連続して起こる殺人事件、そして犯人の目的が全く分からない。

なので、「トロッコ問題」のようにどうやったら生き残れるかを模索しながら読んでいく。


あらすじ


柊一(しゅういち)は、大学時代のサークルの友人たちと、従兄の翔太郎(しょうたろう)と共に山奥の地下建築を訪れる。

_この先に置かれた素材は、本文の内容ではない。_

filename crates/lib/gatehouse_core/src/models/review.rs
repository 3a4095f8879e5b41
//! Review domain models.

use std::collections::HashMap;

use chrono::{DateTime, Utc};
use serde::{Deserialize, Serialize};

/// Kind of grant a review authorizes.
#[derive(Debug, Clone, Copy, PartialEq, Eq, Serialize, Deserialize, sqlx::Type)]
#[sqlx(type_name = "review_type", rename_all = "lowercase")]
#[serde(rename_all = "lowercase")]
pub enum ReviewType {
    /// Standing, time-boxed access.
    Jit,
    /// Exactly one execution of the reviewed input.
    OneTime,
}

/// Review status.
///
/// `Pending` moves to `Approved` or `Rejected`. An approved one-time review
/// moves once to `Executed`, or to `Unknown` when the execution was detached
/// before its outcome was observed.
#[derive(Debug, Clone, Copy, PartialEq, Eq, Serialize, Deserialize, sqlx::Type)]
#[sqlx(type_name = "review_status", rename_all = "lowercase")]
#[serde(rename_all = "lowercase")]
pub enum ReviewStatus {
    Pending,
    Approved,
    Rejected,
    Executed,
    Unknown,
}

impl ReviewStatus {
    pub fn as_str(&self) -> &'static str {
        match self {
            Self::Pending => "pending",
            Self::Approved => "approved",
            Self::Rejected => "rejected",
            Self::Executed => "executed",
            Self::Unknown => "unknown",
        }
    }
}

/// User that created or reviewed a request.
#[derive(Debug, Clone, Default, PartialEq, Eq, Serialize, Deserialize)]
pub struct ReviewOwner {
    pub id: String,
    pub email: String,
    #[serde(default)]
    pub name: String,
}

/// Connection the review targets.
#[derive(Debug, Clone, Default, PartialEq, Eq, Serialize, Deserialize)]
pub struct ReviewConnection {
    pub id: String,
    pub name: String,
}

/// Approval state of one reviewer group.
#[derive(Debug, Clone, PartialEq, Eq, Serialize, Deserialize)]
pub struct ReviewGroup {
    pub id: String,
    pub group: String,
    pub status: ReviewStatus,
    pub reviewed_by: Option<ReviewOwner>,
    pub review_date: Option<DateTime<Utc>>,
}

/// A review gating a privileged command.
#[derive(Debug, Clone, PartialEq, Serialize, Deserialize)]
pub struct Review {
    pub id: String,
    pub org_id: String,
    pub session_id: String,
    #[serde(rename = "type")]
    pub review_type: ReviewType,
    pub input: String,
    #[serde(default)]
    pub input_env_vars: HashMap<String, String>,
    #[serde(default)]
    pub input_client_args: Vec<String>,
    pub access_duration_secs: Option<i64>,
    pub status: ReviewStatus,
    pub revoke_at: Option<DateTime<Utc>>,
    pub created_at: DateTime<Utc>,
    pub created_by: ReviewOwner,
    pub connection: ReviewConnection,
    #[serde(default)]
    pub review_groups: Vec<ReviewGroup>,
}

#[cfg(test)]
mod tests {
    use super::*;

    #[test]
    fn review_type_wire_names() {
        assert_eq!(
            serde_json::to_value(ReviewType::OneTime).unwrap(),
            serde_json::json!("onetime")
        );
        assert_eq!(
            serde_json::to_value(ReviewType::Jit).unwrap(),
            serde_json::json!("jit")
        );
    }

    #[test]
    fn status_strings_match_wire_names() {
        for status in [
            ReviewStatus::Pending,
            ReviewStatus::Approved,
            ReviewStatus::Rejected,
            ReviewStatus::Executed,
            ReviewStatus::Unknown,
        ] {
            assert_eq!(
                serde_json::to_value(status).unwrap(),
                serde_json::json!(status.as_str())
            );
        }
    }
}
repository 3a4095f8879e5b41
//! Resolved principals.

use serde::Serialize;

use crate::models::auth::{Agent, ApiContext, ClientKey};

/// The principal a call authenticated as. Exactly one per call.
#[derive(Debug, Clone, PartialEq, Eq, Serialize)]
#[serde(tag = "kind", rename_all = "snake_case")]
pub enum Identity {
    /// Internal admin API acting on behalf of a user.
    Admin(ApiContext),
    Agent(Agent),
    /// Legacy client authenticated by DSN.
    ClientKey(ClientKey),
    /// End user with an access token.
    User(ApiContext),
}

impl Identity {
    pub fn kind(&self) -> &'static str {
        match self {
            Self::Admin(_) => "admin",
            Self::Agent(_) => "agent",
            Self::ClientKey(_) => "client_key",
            Self::User(_) => "user",
        }
    }

    pub fn org_id(&self) -> &str {
        match self {
            Self::Admin(ctx) | Self::User(ctx) => &ctx.org_id,
            Self::Agent(agent) => &agent.org_id,
            Self::ClientKey(key) => &key.org_id,
        }
    }
}

/// A type that can be read back out of an [`Identity`].
///
/// `ApiContext` is shared by the admin and user variants.
pub trait IdentityVariant {
    const KIND: &'static str;

    fn from_identity(identity: &Identity) -> Option<&Self>;
}

impl IdentityVariant for ApiContext {
    const KIND: &'static str = "api_context";

    fn from_identity(identity: &Identity) -> Option<&Self> {
        match identity {
            Identity::Admin(ctx) | Identity::User(ctx) => Some(ctx),
            _ => None,
        }
    }
}

impl IdentityVariant for Agent {
    const KIND: &'static str = "agent";

    fn from_identity(identity: &Identity) -> Option<&Self> {
        match identity {
            Identity::Agent(agent) => Some(agent),
            _ => None,
        }
    }
}

impl IdentityVariant for ClientKey {
    const KIND: &'static str = "client_key";

    fn from_identity(identity: &Identity) -> Option<&Self> {
        match identity {
            Identity::ClientKey(key) => Some(key),
            _ => None,
        }
    }
}
//! Command execution client seam.

use std::collections::HashMap;

use async_trait::async_trait;
use serde::Serialize;
use tokio_util::sync::CancellationToken;

use super::ExecError;

pub const OUTPUT_STATUS_SUCCESS: &str = "success";
pub const OUTPUT_STATUS_FAILED: &str = "failed";

/// Where an execution runs.
#[derive(Debug, Clone, PartialEq, Eq)]
pub struct ExecTarget {
    pub org_id: String,
    pub session_id: String,
    pub connection: String,
}

/// The reviewed input to run.
#[derive(Debug, Clone, Default, PartialEq, Eq)]
pub struct ExecRequest {
    pub script: String,
    pub env_vars: HashMap<String, String>,
    pub client_args: Vec<String>,
}

/// Structured result of one execution.
#[derive(Debug, Clone, PartialEq, Eq, Serialize)]
pub struct ExecResponse {
    pub session_id: String,
    pub exit_code: Option<i32>,
    pub output: String,
    pub output_status: String,
    pub truncated: bool,
    pub execution_time_ms: i64,
    #[serde(skip_serializing_if = "Option::is_none")]
    pub error_message: Option<String>,
}

impl ExecResponse {
    pub fn is_error(&self) -> bool {
        self.output_status != OUTPUT_STATUS_SUCCESS
    }

    /// A failed response with no exit code, for executions that never ran
    /// to completion.
    pub fn failed(session_id: &str, message: impl Into<String>, execution_time_ms: i64) -> Self {
        Self {
            session_id: session_id.to_string(),
            exit_code: None,
            output: String::new(),
            output_status: OUTPUT_STATUS_FAILED.to_string(),
            truncated: false,
            execution_time_ms,
            error_message: Some(message.into()),
        }
    }
}

/// An open execution link for one session.
#[async_trait]
pub trait ExecClient: Send {
    fn session_id(&self) -> &str;

    /// Run to completion, or stop early once `cancel` fires. Resources held
    /// by the execution are released before this returns.
    async fn run(&mut self, request: ExecRequest, cancel: CancellationToken) -> ExecResponse;
}

/// Opens execution clients.
#[async_trait]
pub trait ExecClientFactory: Send + Sync {
    async fn connect(&self, target: &ExecTarget) -> Result<Box<dyn ExecClient>, ExecError>;
}
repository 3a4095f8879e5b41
//! Database migration support.
//!
//! Embeds and runs SQL migrations from `gatehouse_core/migrations/`.

use sqlx::PgPool;

/// Run all embedded database migrations against the given pool.
pub async fn migrate(pool: &PgPool) -> Result<(), sqlx::migrate::MigrateError> {
    sqlx::migrate!("./migrations").run(pool).await
}
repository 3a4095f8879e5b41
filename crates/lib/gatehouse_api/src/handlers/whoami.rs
//! Identity introspection.

use axum::{Extension, Json};
use gatehouse_core::auth::{AuthContext, Identity};

/// `GET /api/whoami`: the identity the call authenticated as.
pub async fn whoami_handler(Extension(auth): Extension<AuthContext>) -> Json<Identity> {
    Json(auth.identity().clone())
}
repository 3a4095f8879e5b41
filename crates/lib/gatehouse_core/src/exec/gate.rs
//! Review-gated, single-execution command gate.
//!
//! An approved one-time review authorizes exactly one run of its input.
//! The session id is held in the lock registry for the whole attempt, and
//! the review moves out of `approved` at most once per acquisition: to
//! `executed` when the run completes before the deadline, or to `unknown`
//! when the gate detached from it.

use std::sync::Arc;
use std::time::Duration;

use thiserror::Error;
use tokio::sync::oneshot;
use tokio_util::sync::CancellationToken;
use tracing::{debug, error, info, warn};

use super::client::{ExecClientFactory, ExecRequest, ExecResponse, ExecTarget};
use super::lock::ExecLockRegistry;
use crate::models::auth::ApiContext;
use crate::models::plugin::PLUGIN_REVIEW_NAME;
use crate::models::review::{Review, ReviewStatus, ReviewType};
use crate::store::{PluginStore, ReviewStore, SessionStore, StoreError};

/// How long a caller waits for the execution before getting a 202.
pub const DEFAULT_EXEC_DEADLINE: Duration = Duration::from_secs(50);

pub const MSG_REVIEW_NOT_FOUND: &str = "reviewed session not found";
pub const MSG_SESSION_NOT_FOUND: &str = "session not found";
pub const MSG_NOT_CREATOR: &str = "only the creator can trigger this action";
pub const MSG_NOT_APPROVED: &str = "review not approved or already executed";

#[derive(Debug, Error)]
pub enum GateError {
    #[error("{0}")]
    NotFound(String),

    #[error("the session {0} is already being processed")]
    Conflict(String),

    /// Ownership or review status does not allow the execution.
    #[error("{0}")]
    PreconditionFailed(String),

    #[error("review plugin is not enabled for the connection {0}")]
    PluginNotEnabled(String),

    /// The execution client could not be opened.
    #[error("{0}")]
    Client(String),

    #[error("Storage error: {0}")]
    Storage(#[from] StoreError),

    #[error("Internal error: {0}")]
    Internal(String),
}

/// How an execution attempt ended.
#[derive(Debug, Clone, PartialEq, Eq)]
pub enum ExecOutcome {
    /// The run finished before the deadline.
    Completed(ExecResponse),
    /// The deadline won; the outcome is not known.
    Detached { session_id: String },
}

pub struct ExecGate {
    locks: Arc<ExecLockRegistry>,
    reviews: Arc<dyn ReviewStore>,
    sessions: Arc<dyn SessionStore>,
    plugins: Arc<dyn PluginStore>,
    clients: Arc<dyn ExecClientFactory>,
    deadline: Duration,
}

impl ExecGate {
    pub fn new(
        reviews: Arc<dyn ReviewStore>,
        sessions: Arc<dyn SessionStore>,
        plugins: Arc<dyn PluginStore>,
        clients: Arc<dyn ExecClientFactory>,
    ) -> Self {
        Self {
            locks: Arc::new(ExecLockRegistry::new()),
            reviews,
            sessions,
            plugins,
            clients,
            deadline: DEFAULT_EXEC_DEADLINE,
        }
    }

    pub fn with_deadline(mut self, deadline: Duration) -> Self {
        self.deadline = deadline;
        self
    }

    pub fn with_locks(mut self, locks: Arc<ExecLockRegistry>) -> Self {
        self.locks = locks;
        self
    }

    pub fn locks(&self) -> &Arc<ExecLockRegistry> {
        &self.locks
    }

    pub fn deadline(&self) -> Duration {
        self.deadline
    }

    /// Run the approved one-time review of `session_id` on behalf of `ctx`.
    pub async fn execute(&self, ctx: &ApiContext, session_id: &str) -> Result<ExecOutcome, GateError> {
        let mut review = self
            .reviews
            .find_review_by_session_id(session_id)
            .await?
            .ok_or_else(|| GateError::NotFound(MSG_REVIEW_NOT_FOUND.into()))?;

        let Some(_guard) = self.locks.acquire(session_id) else {
            info!(session = %session_id, "execution already in flight");
            return Err(GateError::Conflict(session_id.to_string()));
        };

        if review.review_type != ReviewType::OneTime {
            return Err(GateError::NotFound(MSG_SESSION_NOT_FOUND.into()));
        }

        let session = self
            .sessions
            .find_session(&ctx.org_id, session_id)
            .await?
            .ok_or_else(|| GateError::NotFound(MSG_SESSION_NOT_FOUND.into()))?;

        if session.user_email != ctx.user_email {
            return Err(GateError::PreconditionFailed(MSG_NOT_CREATOR.into()));
        }

        if review.status != ReviewStatus::Approved {
            debug!(
                session = %session_id,
                review = %review.id,
                status = review.status.as_str(),
                "review not executable"
            );
            return Err(GateError::PreconditionFailed(MSG_NOT_APPROVED.into()));
        }

        let enrolled = self
            .plugins
            .find_plugin(&ctx.org_id, PLUGIN_REVIEW_NAME)
            .await?
            .is_some_and(|plugin| plugin.has_connection(&review.connection.name));
        if !enrolled {
            return Err(GateError::PluginNotEnabled(review.connection.name.clone()));
        }

        let target = ExecTarget {
            org_id: ctx.org_id.clone(),
            session_id: session_id.to_string(),
            connection: session.connection.clone(),
        };
        let mut client = self.clients.connect(&target).await.map_err(|e| {
            warn!(session = %session_id, connection = %target.connection, "failed opening client: {e}");
            GateError::Client(e.to_string())
        })?;

        // The session's script runs with the env vars and args the review carries.
        let request = ExecRequest {
            script: session.script.data.clone(),
            env_vars: review.input_env_vars.clone(),
            client_args: review.input_client_args.clone(),
        };
        let cancel = CancellationToken::new();
        let (tx, rx) = oneshot::channel();
        let run_cancel = cancel.clone();
        tokio::spawn(async move {
            let response = client.run(request, run_cancel).await;
            // The receiver is gone once the gate has detached.
            let _ = tx.send(response);
        });

        info!(
            session = %session_id,
            review = %review.id,
            connection = %target.connection,
            "execution started"
        );

        match tokio::time::timeout(self.deadline, rx).await {
            Ok(Ok(response)) => {
                self.persist_status(&mut review, ReviewStatus::Executed).await;
                info!(
                    session = %session_id,
                    exit_code = ?response.exit_code,
                    elapsed_ms = response.execution_time_ms,
                    "execution completed"
                );
                Ok(ExecOutcome::Completed(response))
            }
            Ok(Err(_)) => {
                error!(session = %session_id, "execution task ended without a result");
                self.persist_status(&mut review, ReviewStatus::Unknown).await;
                Err(GateError::Internal("execution ended without a result".into()))
            }
            Err(_) => {
                cancel.cancel();
                self.persist_status(&mut review, ReviewStatus::Unknown).await;
                info!(
                    session = %session_id,
                    deadline_secs = self.deadline.as_secs(),
                    "deadline reached, detached from execution"
                );
                Ok(ExecOutcome::Detached {
                    session_id: session_id.to_string(),
                })
            }
        }
    }

    /// Best effort: a failed write is logged and does not change the response.
    async fn persist_status(&self, review: &mut Review, status: ReviewStatus) {
        review.status = status;
        if let Err(e) = self.reviews.persist_review(review).await {
            warn!(
                review = %review.id,
                status = status.as_str(),
                "failed persisting review status: {e}"
            );
        }
    }
}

道に迷ったせいで、地下建築で一夜を過ごす羽目になった柊一たち。

同じように迷い込んだ矢崎一家の三人も地下建築に合流する。
ノアの箱舟

だが、翌朝に起こった地震のせいで、扉が岩で完全にふさがれてしまう。

さらに地盤に異変が起き、水が侵食し始めた。

このままでは地下建築は水没してしまう。

そんな矢先に殺人事件が発生。

❝誰か一人を犠牲にすれば脱出できる。

生贄には、その犯人がなるべきだ。

ーー犯人以外の全員が、そう思った。❞

水没までのタイムリミットは約1週間。

それまでに、殺人犯を見つけなければならない。

だが、第二の殺人事件までもが発生してしまう。






地下建築(廃墟)の入口イメージ

登場人物

・越野柊一(こしの)…………………主人公の僕。システムエンジニア。

・篠田翔太郎(しのだ)………………柊一の従兄弟。親の遺産で生活。世渡り上手で頭が良い。

── サークル仲間 ──

・西村裕哉(にしむらゆうや)………アパレル勤務。お調子者。
・絲山隆平(いとやまりゅうへい)…ジムのインストラクター。柊一に敵意を持っている。
・絲山麻衣(まい)……………………幼稚園の先生。隆平の妻。
・野内さやか(のうちさやか)………ヨガ教室勤務。花を慕っている。
・高津花(たかつはな)………………事務員。一人称は「うち」

── 矢崎家 ──
・幸太郎(こうたろう)…………電気工事士。
・弘子(ひろこ)………………………幸太郎の妻。
・隼人(はやと)………………………高校一年生。やや幼い印象。

ネタバレ感想

探偵役の翔太郎、助手役の柊一が証拠を集め、動機を考察し、みんなを食堂に集めて推理を披露する。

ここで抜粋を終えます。